───── Data to use ─────

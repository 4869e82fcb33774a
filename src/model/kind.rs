//! Part type tags and their fixed extension/media-type table.

/// Type tag assigned to a part by the document provider.
#[derive(Debug, Clone, Copy, PartialEq, Eq, Hash)]
pub enum PartKind {
    Html,
    Css,
    Svg,
    Jpg,
    Gif,
    Png,
    Bmp,
    Otf,
    Ttf,
    Mp3,
    Mpg,
    Pdf,
    /// Package document (OPF).
    Opf,
    /// Navigation document (NCX).
    Ncx,
    Unknown,
}

/// Coarse grouping of [`PartKind`] tags.
#[derive(Debug, Clone, Copy, PartialEq, Eq, Hash)]
pub enum PartCategory {
    ContentDocument,
    Stylesheet,
    Image,
    Font,
    Audio,
    Video,
    Manifest,
    Navigation,
    Other,
}

impl PartKind {
    /// Every tag, in table order.
    pub const ALL: [PartKind; 15] = [
        PartKind::Html,
        PartKind::Css,
        PartKind::Svg,
        PartKind::Jpg,
        PartKind::Gif,
        PartKind::Png,
        PartKind::Bmp,
        PartKind::Otf,
        PartKind::Ttf,
        PartKind::Mp3,
        PartKind::Mpg,
        PartKind::Pdf,
        PartKind::Opf,
        PartKind::Ncx,
        PartKind::Unknown,
    ];

    /// File extension used when naming archive entries.
    pub fn extension(self) -> &'static str {
        match self {
            PartKind::Html => "html",
            PartKind::Css => "css",
            PartKind::Svg => "svg",
            PartKind::Jpg => "jpg",
            PartKind::Gif => "gif",
            PartKind::Png => "png",
            PartKind::Bmp => "bmp",
            PartKind::Otf => "otf",
            PartKind::Ttf => "ttf",
            PartKind::Mp3 => "mp3",
            PartKind::Mpg => "mpg",
            PartKind::Pdf => "pdf",
            PartKind::Opf => "opf",
            PartKind::Ncx => "ncx",
            PartKind::Unknown => "dat",
        }
    }

    pub fn media_type(self) -> &'static str {
        match self {
            PartKind::Html => "application/xhtml+xml",
            PartKind::Css => "text/css",
            PartKind::Svg => "image/svg+xml",
            PartKind::Jpg => "image/jpeg",
            PartKind::Gif => "image/gif",
            PartKind::Png => "image/png",
            PartKind::Bmp => "image/bmp",
            PartKind::Otf => "application/vnd.ms-opentype",
            PartKind::Ttf => "application/x-font-truetype",
            PartKind::Mp3 => "audio/mpeg",
            PartKind::Mpg => "video/mpeg",
            PartKind::Pdf => "application/pdf",
            PartKind::Opf => "application/oebps-package+xml",
            PartKind::Ncx => "application/x-dtbncx+xml",
            PartKind::Unknown => "application/unknown",
        }
    }

    pub fn category(self) -> PartCategory {
        match self {
            PartKind::Html => PartCategory::ContentDocument,
            PartKind::Css => PartCategory::Stylesheet,
            PartKind::Svg | PartKind::Jpg | PartKind::Gif | PartKind::Png | PartKind::Bmp => {
                PartCategory::Image
            }
            PartKind::Otf | PartKind::Ttf => PartCategory::Font,
            PartKind::Mp3 => PartCategory::Audio,
            PartKind::Mpg => PartCategory::Video,
            PartKind::Opf => PartCategory::Manifest,
            PartKind::Ncx => PartCategory::Navigation,
            PartKind::Pdf | PartKind::Unknown => PartCategory::Other,
        }
    }

    /// True for the package document, which lives at a fixed archive path.
    pub fn is_manifest(self) -> bool {
        self.category() == PartCategory::Manifest
    }

    /// Inverse of [`PartKind::extension`], case-insensitive.
    ///
    /// A few common aliases (`xhtml`, `htm`, `jpeg`) are accepted as well.
    pub fn from_extension(ext: &str) -> Option<PartKind> {
        let ext = ext.to_ascii_lowercase();
        match ext.as_str() {
            "xhtml" | "htm" => return Some(PartKind::Html),
            "jpeg" => return Some(PartKind::Jpg),
            _ => {}
        }
        PartKind::ALL.into_iter().find(|kind| kind.extension() == ext)
    }
}

#[cfg(test)]
mod tests {
    use std::collections::HashSet;

    use super::*;

    #[test]
    fn test_kind_table() {
        let table = [
            (PartKind::Html, "html", "application/xhtml+xml", PartCategory::ContentDocument),
            (PartKind::Css, "css", "text/css", PartCategory::Stylesheet),
            (PartKind::Svg, "svg", "image/svg+xml", PartCategory::Image),
            (PartKind::Jpg, "jpg", "image/jpeg", PartCategory::Image),
            (PartKind::Gif, "gif", "image/gif", PartCategory::Image),
            (PartKind::Png, "png", "image/png", PartCategory::Image),
            (PartKind::Bmp, "bmp", "image/bmp", PartCategory::Image),
            (PartKind::Otf, "otf", "application/vnd.ms-opentype", PartCategory::Font),
            (PartKind::Ttf, "ttf", "application/x-font-truetype", PartCategory::Font),
            (PartKind::Mp3, "mp3", "audio/mpeg", PartCategory::Audio),
            (PartKind::Mpg, "mpg", "video/mpeg", PartCategory::Video),
            (PartKind::Pdf, "pdf", "application/pdf", PartCategory::Other),
            (PartKind::Opf, "opf", "application/oebps-package+xml", PartCategory::Manifest),
            (PartKind::Ncx, "ncx", "application/x-dtbncx+xml", PartCategory::Navigation),
            (PartKind::Unknown, "dat", "application/unknown", PartCategory::Other),
        ];
        assert_eq!(table.len(), PartKind::ALL.len());

        for (kind, ext, media_type, category) in table {
            assert_eq!(kind.extension(), ext, "{kind:?}");
            assert_eq!(kind.media_type(), media_type, "{kind:?}");
            assert_eq!(kind.category(), category, "{kind:?}");
            assert_eq!(kind.is_manifest(), kind == PartKind::Opf, "{kind:?}");
        }
    }

    #[test]
    fn test_extensions_are_distinct() {
        let exts: HashSet<_> = PartKind::ALL.iter().map(|k| k.extension()).collect();
        assert_eq!(exts.len(), PartKind::ALL.len());
    }

    #[test]
    fn test_from_extension_round_trips() {
        for kind in PartKind::ALL {
            assert_eq!(PartKind::from_extension(kind.extension()), Some(kind));
        }
        assert_eq!(PartKind::from_extension("XHTML"), Some(PartKind::Html));
        assert_eq!(PartKind::from_extension("jpeg"), Some(PartKind::Jpg));
        assert_eq!(PartKind::from_extension("exe"), None);
    }
}
//! Conversion pipeline: load, extract, package.

use tracing::info;

use crate::error::{Error, Result};
use crate::export::{EpubConfig, EpubPackager};
use crate::import::{Document, DocumentProvider, LoadOptions};
use crate::model::Parts;

/// Configuration for one conversion.
#[derive(Debug, Clone, Default)]
pub struct ConvertConfig {
    pub load: LoadOptions,
    pub epub: EpubConfig,
}

impl ConvertConfig {
    pub fn with_load(mut self, load: LoadOptions) -> Self {
        self.load = load;
        self
    }

    pub fn with_epub(mut self, epub: EpubConfig) -> Self {
        self.epub = epub;
        self
    }
}

/// Convert container bytes into an EPUB archive.
///
/// The document handle is dropped as soon as its parts are extracted, before
/// packaging starts, and on every failure path.
pub fn convert<P: DocumentProvider>(
    provider: &P,
    data: &[u8],
    config: &ConvertConfig,
) -> Result<Vec<u8>> {
    info!(size = data.len(), hybrid = ?config.load.hybrid, "Loading document");
    let parts = {
        let document = provider.load(data, &config.load)?;
        epub_parts(&document)?
    };
    package(&parts, config)
}

/// Package an already loaded document.
pub fn convert_document<D: Document + ?Sized>(
    document: &D,
    config: &ConvertConfig,
) -> Result<Vec<u8>> {
    let parts = epub_parts(document)?;
    package(&parts, config)
}

fn epub_parts<D: Document + ?Sized>(document: &D) -> Result<Parts> {
    if document.is_replica() {
        return Err(Error::UnsupportedFormat(
            "Print Replica books cannot be converted to EPUB".to_string(),
        ));
    }
    extract(document)
}

fn package(parts: &Parts, config: &ConvertConfig) -> Result<Vec<u8>> {
    EpubPackager::new()
        .with_config(config.epub.clone())
        .package(parts)
}

/// Ask the document for its parts, sorted by uid within each sequence.
pub fn extract<D: Document + ?Sized>(document: &D) -> Result<Parts> {
    info!("Reconstructing source resources");
    let mut parts = document.parts()?;
    parts.sort();
    info!(
        markup = parts.markup.len(),
        flow = parts.flow.len(),
        resources = parts.resources.len(),
        "Extracted parts"
    );
    Ok(parts)
}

─────

**Prompt**
Show each line of the material that includes the string "enum" by copying it.

**Solution**
pub enum PartKind {
pub enum PartCategory {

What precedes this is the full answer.